Source information —
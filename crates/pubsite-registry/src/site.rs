//! Site records and creation-time validation.

use std::collections::BTreeMap;
use std::sync::LazyLock;

use chrono::{DateTime, Utc};
use regex::Regex;
use serde::{Deserialize, Serialize};

/// Maximum slug length accepted at creation.
pub const MAX_SLUG_LEN: usize = 50;

static SLUG_PATTERN: LazyLock<Regex> = LazyLock::new(|| Regex::new(r"^[a-z0-9-]+$").unwrap());

static REPO_PATTERN: LazyLock<Regex> =
    LazyLock::new(|| Regex::new(r"^[a-zA-Z0-9_.-]+/[a-zA-Z0-9_.-]+$").unwrap());

/// A published site: one slug mapped to a repository, branch and subdirectory.
///
/// Sites are read-only after creation; the only mutation is deletion.
#[derive(Clone, Debug, PartialEq, Eq, Serialize, sqlx::FromRow)]
pub struct Site {
    /// Registry-assigned identifier.
    pub id: i64,
    /// User who created the site.
    pub owner_id: i64,
    /// Subdomain key, unique across the registry.
    pub slug: String,
    /// Repository in `owner/name` form.
    pub github_repo: String,
    /// Branch or ref files are read from.
    pub github_branch: String,
    /// Path prefix inside the repository; empty means the repository root.
    pub subdirectory: String,
    /// Registry-assigned creation time.
    pub created_at: DateTime<Utc>,
}

/// Input for [`SiteRegistry::create`](crate::SiteRegistry::create).
#[derive(Clone, Debug, PartialEq, Eq, Deserialize)]
pub struct NewSite {
    /// User creating the site.
    #[serde(default)]
    pub owner_id: i64,
    /// Requested subdomain slug.
    pub slug: String,
    /// Repository in `owner/name` form.
    pub github_repo: String,
    /// Branch or ref.
    pub github_branch: String,
    /// Optional path prefix.
    #[serde(default)]
    pub subdirectory: String,
}

impl NewSite {
    /// Check field shapes before the site reaches the registry.
    ///
    /// Slug uniqueness is not checked here; the registry rejects duplicates.
    ///
    /// # Errors
    ///
    /// Returns every failing field with the first message for that field.
    pub fn validate(&self) -> Result<(), ValidationErrors> {
        let mut errors = ValidationErrors::default();

        if self.slug.is_empty() {
            errors.add("slug", "This field is required");
        } else if self.slug.chars().count() > MAX_SLUG_LEN {
            errors.add(
                "slug",
                format!("Must be at most {MAX_SLUG_LEN} characters"),
            );
        }
        if !SLUG_PATTERN.is_match(&self.slug) {
            errors.add(
                "slug",
                "Slug must contain only lowercase letters, numbers, and hyphens",
            );
        }

        if self.github_repo.is_empty() {
            errors.add("github_repo", "This field is required");
        } else if !REPO_PATTERN.is_match(&self.github_repo) {
            errors.add(
                "github_repo",
                "Invalid repository format (use: username/repository)",
            );
        }

        if self.github_branch.is_empty() {
            errors.add("github_branch", "This field is required");
        }

        errors.into_result()
    }
}

/// Field-level validation failures, one message per field.
#[derive(Clone, Debug, Default, PartialEq, Eq, Serialize)]
#[serde(transparent)]
pub struct ValidationErrors {
    errors: BTreeMap<String, String>,
}

impl ValidationErrors {
    /// Record a message for `field` unless one is already present.
    pub fn add(&mut self, field: &str, message: impl Into<String>) {
        self.errors
            .entry(field.to_owned())
            .or_insert_with(|| message.into());
    }

    /// Message recorded for `field`.
    #[must_use]
    pub fn get(&self, field: &str) -> Option<&str> {
        self.errors.get(field).map(String::as_str)
    }

    /// Whether `field` has a recorded failure.
    #[must_use]
    pub fn has(&self, field: &str) -> bool {
        self.errors.contains_key(field)
    }

    #[must_use]
    pub fn is_empty(&self) -> bool {
        self.errors.is_empty()
    }

    /// Names of the failing fields in sorted order.
    pub fn fields(&self) -> impl Iterator<Item = &str> {
        self.errors.keys().map(String::as_str)
    }

    /// `Ok(())` when nothing was recorded.
    pub fn into_result(self) -> Result<(), Self> {
        if self.is_empty() { Ok(()) } else { Err(self) }
    }
}

impl std::fmt::Display for ValidationErrors {
    fn fmt(&self, f: &mut std::fmt::Formatter<'_>) -> std::fmt::Result {
        write!(f, "invalid fields: ")?;
        for (i, (field, message)) in self.errors.iter().enumerate() {
            if i > 0 {
                write!(f, "; ")?;
            }
            write!(f, "{field}: {message}")?;
        }
        Ok(())
    }
}

impl std::error::Error for ValidationErrors {}

#[cfg(test)]
mod tests {
    use super::*;
    use pretty_assertions::assert_eq;

    fn new_site(slug: &str, repo: &str, branch: &str) -> NewSite {
        NewSite {
            owner_id: 1,
            slug: slug.to_owned(),
            github_repo: repo.to_owned(),
            github_branch: branch.to_owned(),
            subdirectory: String::new(),
        }
    }

    #[test]
    fn test_valid_site_passes() {
        assert!(new_site("my-docs-2", "octo/handbook", "main").validate().is_ok());
        assert!(new_site("a", "user_1/repo.name-x", "v1.0").validate().is_ok());
    }

    #[test]
    fn test_slug_rejects_uppercase_and_symbols() {
        for slug in ["MyDocs", "my_docs", "my.docs", "my docs", "é"] {
            let errors = new_site(slug, "octo/handbook", "main")
                .validate()
                .unwrap_err();
            assert_eq!(
                errors.get("slug"),
                Some("Slug must contain only lowercase letters, numbers, and hyphens"),
                "slug {slug:?}"
            );
        }
    }

    #[test]
    fn test_slug_length_limit() {
        let long = "a".repeat(MAX_SLUG_LEN + 1);
        let errors = new_site(&long, "octo/handbook", "main")
            .validate()
            .unwrap_err();
        assert_eq!(errors.get("slug"), Some("Must be at most 50 characters"));

        let exact = "a".repeat(MAX_SLUG_LEN);
        assert!(new_site(&exact, "octo/handbook", "main").validate().is_ok());
    }

    #[test]
    fn test_repo_shape() {
        for repo in ["handbook", "octo/handbook/extra", "octo/", "/handbook", "octo/hand book"] {
            let errors = new_site("docs", repo, "main").validate().unwrap_err();
            assert!(errors.has("github_repo"), "repo {repo:?}");
            assert!(!errors.has("slug"));
        }
    }

    #[test]
    fn test_required_fields_reported_together() {
        let errors = new_site("", "", "").validate().unwrap_err();

        assert_eq!(
            errors.fields().collect::<Vec<_>>(),
            vec!["github_branch", "github_repo", "slug"]
        );
        assert_eq!(errors.get("slug"), Some("This field is required"));
        assert_eq!(errors.get("github_repo"), Some("This field is required"));
    }

    #[test]
    fn test_validation_errors_serialize_as_map() {
        let mut errors = ValidationErrors::default();
        errors.add("slug", "This slug is already taken");
        errors.add("slug", "ignored second message");

        let json = serde_json::to_value(&errors).unwrap();

        assert_eq!(json, serde_json::json!({"slug": "This slug is already taken"}));
    }

    #[test]
    fn test_new_site_deserialize_defaults() {
        let site: NewSite = serde_json::from_str(
            r#"{"slug": "docs", "github_repo": "octo/handbook", "github_branch": "main"}"#,
        )
        .unwrap();

        assert_eq!(site.owner_id, 0);
        assert_eq!(site.subdirectory, "");
    }
}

Task details — Search the entries for the string "lowercase". Copy every line that has it.

Answer to this problem —
                "Slug must contain only lowercase letters, numbers, and hyphens",
                Some("Slug must contain only lowercase letters, numbers, and hyphens"),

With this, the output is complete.